During early vertebrate development, a series of inductive tissue interactions appear to be involved in establishing regional specializations that are eventually elaborated in the basic body plan of the embryo. These early inductive interactions are particularly difficult to study because they often occur in the absence of any associated morphological changes. In the chick embryo, the regional subdivision of the early ectoderm is evidenced by a marked lens-forming bias in the head ectoderm, which is absent from the presumptive dorsal epidermis of the trunk region. This striking divergence in developmental state is present long before any differentiation into lens or epidermal phenotypes can be detected. As a strategy for isolating genes whose differential expression might be a reflection of this regional subdivision, a cDNA library was prepared from early embryos and screened for differential hybridization to radiolabelled probes prepared from head ectoderm and trunk ectoderm. Two related cDNA clones were isolated that hybridize to transcripts present at much higher levels in trunk ectoderm than in head ectoderm. Sequence analysis of one of these clones revealed a high degree of similarity to members of the type II subfamily of intermediate filament cytokeratins.
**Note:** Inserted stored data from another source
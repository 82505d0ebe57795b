// =============================================================================
// Runtime Configuration: dashboard settings with atomic save
// =============================================================================
//
// Every tunable of the dashboard lives here: the ticker universe, the
// lookback period, the metric window sizes, the correlation overlap policy
// and the cache policy.
//
// Persistence uses an atomic tmp + rename pattern to prevent corruption on
// crash.  All fields carry `#[serde(default)]` so that adding new fields
// never breaks loading an older config file.
//
// =============================================================================

use std::path::Path;
use std::time::Duration;

use anyhow::{Context, Result};
use chrono::NaiveDate;
use serde::{Deserialize, Serialize};
use tracing::info;

use crate::analytics::MetricWindows;
use crate::market_data::yahoo::DEFAULT_BASE_URL;
use crate::types::{LookbackPeriod, OverlapPolicy};

pub const DEFAULT_CONFIG_PATH: &str = "dashboard_config.json";

// =============================================================================
// Default-value helpers (required by serde `default = "..."` attribute)
// =============================================================================

fn default_tickers() -> Vec<String> {
    [
        "AAPL", "MSFT", "NVDA", "GOOGL", "AMZN", "META", "TSLA", "AMD", "INTC", "CRM", "ORCL",
        "ADBE", "CSCO", "NFLX", "IBM",
    ]
    .iter()
    .map(|t| t.to_string())
    .collect()
}

fn default_cache_ttl_secs() -> u64 {
    3600
}

fn default_cache_max_entries() -> usize {
    8
}

fn default_provider_base_url() -> String {
    DEFAULT_BASE_URL.to_string()
}

fn default_bind_addr() -> String {
    "0.0.0.0:3001".to_string()
}

fn default_tail_rows() -> usize {
    50
}

fn default_highlight() -> Option<HighlightBand> {
    Some(HighlightBand::default())
}

// =============================================================================
// HighlightBand
// =============================================================================

/// Shaded date range drawn over the volatility chart, open-ended to today.
#[derive(Debug, Clone, PartialEq, Serialize, Deserialize)]
pub struct HighlightBand {
    pub label: String,
    pub start: NaiveDate,
}

impl Default for HighlightBand {
    fn default() -> Self {
        Self {
            label: "2024 Economic Shift".to_string(),
            start: NaiveDate::from_ymd_opt(2024, 1, 1).unwrap_or_default(),
        }
    }
}

// =============================================================================
// RuntimeConfig
// =============================================================================

/// Top-level runtime configuration.
///
/// Every field has a serde default so that older JSON files missing new fields
/// will still deserialise correctly.
#[derive(Debug, Clone, Serialize, Deserialize)]
pub struct RuntimeConfig {
    // --- Universe -----------------------------------------------------------

    /// Ticker universe, in display order.
    #[serde(default = "default_tickers")]
    pub tickers: Vec<String>,

    /// History requested from the provider.
    #[serde(default)]
    pub period: LookbackPeriod,

    // --- Analytics ----------------------------------------------------------

    /// Window sizes for volatility, moving averages and the 1-year return.
    #[serde(default)]
    pub windows: MetricWindows,

    /// Date alignment rule for the correlation matrix.
    #[serde(default)]
    pub overlap_policy: OverlapPolicy,

    // --- Cache --------------------------------------------------------------

    /// Seconds a fetched price table stays fresh.
    #[serde(default = "default_cache_ttl_secs")]
    pub cache_ttl_secs: u64,

    /// Maximum number of cached price tables.
    #[serde(default = "default_cache_max_entries")]
    pub cache_max_entries: usize,

    // --- Presentation -------------------------------------------------------

    /// Band drawn on the volatility chart (`null` disables it).
    #[serde(default = "default_highlight")]
    pub highlight: Option<HighlightBand>,

    /// Rows returned by the raw data view when no `tail` is given.
    #[serde(default = "default_tail_rows")]
    pub tail_rows: usize,

    // --- Endpoints ----------------------------------------------------------

    #[serde(default = "default_provider_base_url")]
    pub provider_base_url: String,

    #[serde(default = "default_bind_addr")]
    pub bind_addr: String,
}

impl Default for RuntimeConfig {
    fn default() -> Self {
        Self {
            tickers: default_tickers(),
            period: LookbackPeriod::default(),
            windows: MetricWindows::default(),
            overlap_policy: OverlapPolicy::default(),
            cache_ttl_secs: default_cache_ttl_secs(),
            cache_max_entries: default_cache_max_entries(),
            highlight: default_highlight(),
            tail_rows: default_tail_rows(),
            provider_base_url: default_provider_base_url(),
            bind_addr: default_bind_addr(),
        }
    }
}

impl RuntimeConfig {
    /// Load configuration from a JSON file at `path`.
    ///
    /// If the file does not exist, returns an error so the caller can fall
    /// back to defaults with a warning.
    pub fn load(path: impl AsRef<Path>) -> Result<Self> {
        let path = path.as_ref();

        let content = std::fs::read_to_string(path)
            .with_context(|| format!("failed to read runtime config from {}", path.display()))?;

        let config: Self = serde_json::from_str(&content)
            .with_context(|| format!("failed to parse runtime config from {}", path.display()))?;

        info!(
            path = %path.display(),
            tickers = ?config.tickers,
            period = %config.period,
            "runtime config loaded"
        );

        Ok(config)
    }

    /// Load `path`, or write the defaults there when no file exists yet.
    ///
    /// An existing file that fails to read or parse is returned as an error
    /// and never overwritten.
    pub fn load_or_init(path: impl AsRef<Path>) -> Result<Self> {
        let path = path.as_ref();
        if path.exists() {
            return Self::load(path);
        }

        let config = Self::default();
        config.save(path)?;
        info!(path = %path.display(), "no runtime config found, defaults written");
        Ok(config)
    }

    /// Persist the current configuration to `path` using an atomic write
    /// (write to `.tmp`, then rename).
    pub fn save(&self, path: impl AsRef<Path>) -> Result<()> {
        let path = path.as_ref();

        let content = serde_json::to_string_pretty(self)
            .context("failed to serialise runtime config to JSON")?;

        let tmp_path = path.with_extension("json.tmp");

        std::fs::write(&tmp_path, &content)
            .with_context(|| format!("failed to write tmp config to {}", tmp_path.display()))?;

        std::fs::rename(&tmp_path, path)
            .with_context(|| format!("failed to rename tmp config to {}", path.display()))?;

        info!(path = %path.display(), "runtime config saved (atomic)");
        Ok(())
    }

    /// Apply `DASHBOARD_*` overrides from a variable lookup.
    ///
    /// Takes the lookup as a closure so tests do not touch the process
    /// environment.
    pub fn apply_env_overrides<F>(&mut self, lookup: F) -> Result<()>
    where
        F: Fn(&str) -> Option<String>,
    {
        if let Some(list) = lookup("DASHBOARD_TICKERS") {
            let tickers: Vec<String> = list
                .split(',')
                .map(|s| s.trim().to_uppercase())
                .filter(|s| !s.is_empty())
                .collect();
            if !tickers.is_empty() {
                self.tickers = tickers;
            }
        }
        if let Some(period) = lookup("DASHBOARD_PERIOD") {
            self.period = period
                .parse()
                .context("invalid DASHBOARD_PERIOD")?;
        }
        if let Some(addr) = lookup("DASHBOARD_BIND_ADDR") {
            self.bind_addr = addr;
        }
        Ok(())
    }

    pub fn cache_ttl(&self) -> Duration {
        Duration::from_secs(self.cache_ttl_secs)
    }
}

// =============================================================================
// Tests
// =============================================================================
#[cfg(test)]
mod tests {
    use super::*;
    use std::collections::HashMap;

    #[test]
    fn default_config_has_expected_values() {
        let cfg = RuntimeConfig::default();
        assert_eq!(cfg.tickers.len(), 15);
        assert_eq!(cfg.tickers[0], "AAPL");
        assert_eq!(cfg.tickers[14], "IBM");
        assert_eq!(cfg.period, LookbackPeriod::FiveYears);
        assert_eq!(cfg.windows.volatility, 21);
        assert_eq!(cfg.windows.sma_short, 50);
        assert_eq!(cfg.windows.sma_long, 200);
        assert_eq!(cfg.windows.trading_days_per_year, 252);
        assert_eq!(cfg.windows.one_year_lookback, 252);
        assert_eq!(cfg.overlap_policy, OverlapPolicy::DropAnyMissing);
        assert_eq!(cfg.cache_ttl(), Duration::from_secs(3600));
        assert_eq!(cfg.tail_rows, 50);
        assert_eq!(cfg.highlight.unwrap().label, "2024 Economic Shift");
    }

    #[test]
    fn deserialise_empty_json_uses_defaults() {
        let cfg: RuntimeConfig = serde_json::from_str("{}").unwrap();
        assert_eq!(cfg.tickers.len(), 15);
        assert_eq!(cfg.windows, MetricWindows::default());
        assert_eq!(cfg.bind_addr, "0.0.0.0:3001");
    }

    #[test]
    fn deserialise_partial_json_fills_defaults() {
        let json = r#"{
            "tickers": ["NVDA", "AMD"],
            "period": "2y",
            "windows": { "volatility": 10 },
            "overlap_policy": "Pairwise",
            "highlight": null
        }"#;
        let cfg: RuntimeConfig = serde_json::from_str(json).unwrap();
        assert_eq!(cfg.tickers, vec!["NVDA", "AMD"]);
        assert_eq!(cfg.period, LookbackPeriod::TwoYears);
        assert_eq!(cfg.windows.volatility, 10);
        assert_eq!(cfg.windows.sma_long, 200);
        assert_eq!(cfg.overlap_policy, OverlapPolicy::Pairwise);
        assert!(cfg.highlight.is_none());
    }

    #[test]
    fn env_overrides_apply() {
        let vars: HashMap<&str, &str> = [
            ("DASHBOARD_TICKERS", " aapl, msft ,,nvda "),
            ("DASHBOARD_PERIOD", "1y"),
            ("DASHBOARD_BIND_ADDR", "127.0.0.1:9000"),
        ]
        .into_iter()
        .collect();

        let mut cfg = RuntimeConfig::default();
        cfg.apply_env_overrides(|k| vars.get(k).map(|v| v.to_string())).unwrap();
        assert_eq!(cfg.tickers, vec!["AAPL", "MSFT", "NVDA"]);
        assert_eq!(cfg.period, LookbackPeriod::OneYear);
        assert_eq!(cfg.bind_addr, "127.0.0.1:9000");
    }

    #[test]
    fn env_override_rejects_bad_period() {
        let mut cfg = RuntimeConfig::default();
        let result = cfg.apply_env_overrides(|k| (k == "DASHBOARD_PERIOD").then(|| "forever".to_string()));
        assert!(result.is_err());
    }

    #[test]
    fn save_then_load_roundtrip() {
        let path = std::env::temp_dir().join(format!("techvol-config-{}.json", std::process::id()));
        let mut cfg = RuntimeConfig::default();
        cfg.tickers = vec!["IBM".to_string()];
        cfg.save(&path).unwrap();

        let loaded = RuntimeConfig::load(&path).unwrap();
        assert_eq!(loaded.tickers, vec!["IBM"]);
        let _ = std::fs::remove_file(&path);
    }

    #[test]
    fn load_or_init_writes_defaults_when_missing() {
        let path = std::env::temp_dir().join(format!("techvol-init-{}.json", std::process::id()));
        let _ = std::fs::remove_file(&path);

        let cfg = RuntimeConfig::load_or_init(&path).unwrap();
        assert_eq!(cfg.tickers.len(), 15);
        assert_eq!(RuntimeConfig::load(&path).unwrap().tickers.len(), 15);
        let _ = std::fs::remove_file(&path);
    }

    #[test]
    fn load_or_init_leaves_malformed_file_untouched() {
        let path = std::env::temp_dir().join(format!("techvol-bad-{}.json", std::process::id()));
        let original = r#"{"tickers":["NVDA","AMD"],"period":"2y",}"#;
        std::fs::write(&path, original).unwrap();

        assert!(RuntimeConfig::load_or_init(&path).is_err());
        assert_eq!(std::fs::read_to_string(&path).unwrap(), original);
        let _ = std::fs::remove_file(&path);
    }

    #[test]
    fn load_missing_file_errors() {
        assert!(RuntimeConfig::load("/nonexistent/dashboard_config.json").is_err());
    }
}
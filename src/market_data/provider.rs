// =============================================================================
// Price Provider: acquisition seam
// =============================================================================
//
// Anything that can turn `(tickers, period)` into a `PriceTable`.  A provider
// must tolerate per-ticker failures: a ticker it cannot deliver is left out of
// the table instead of failing the whole request.

use anyhow::Result;
use async_trait::async_trait;

use crate::market_data::PriceTable;
use crate::types::LookbackPeriod;

#[async_trait]
pub trait PriceProvider: Send + Sync {
    /// Fetch daily adjusted bars for `tickers` over `period`.
    async fn fetch(&self, tickers: &[String], period: LookbackPeriod) -> Result<PriceTable>;
}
This clone (pCKse1) was used to examine cytokeratin gene expression in ectodermal tissues. A large increase in the level of CKse1 transcripts was found to take place in trunk ectoderm, approximately coordinate with neurulation, contrasting sharply with the much lower levels detected in head ectoderm and neural ectoderm at all stages tested. These results indicate that differential cytokeratin gene expression can occur within a contiguous layer of simple embryonic epithelia, and that this expression pattern coincides closely to the subdivision of the early ectoderm into regions with distinct developmental potencies. This type of regulation has not been described previously for members of the cytokeratin gene family.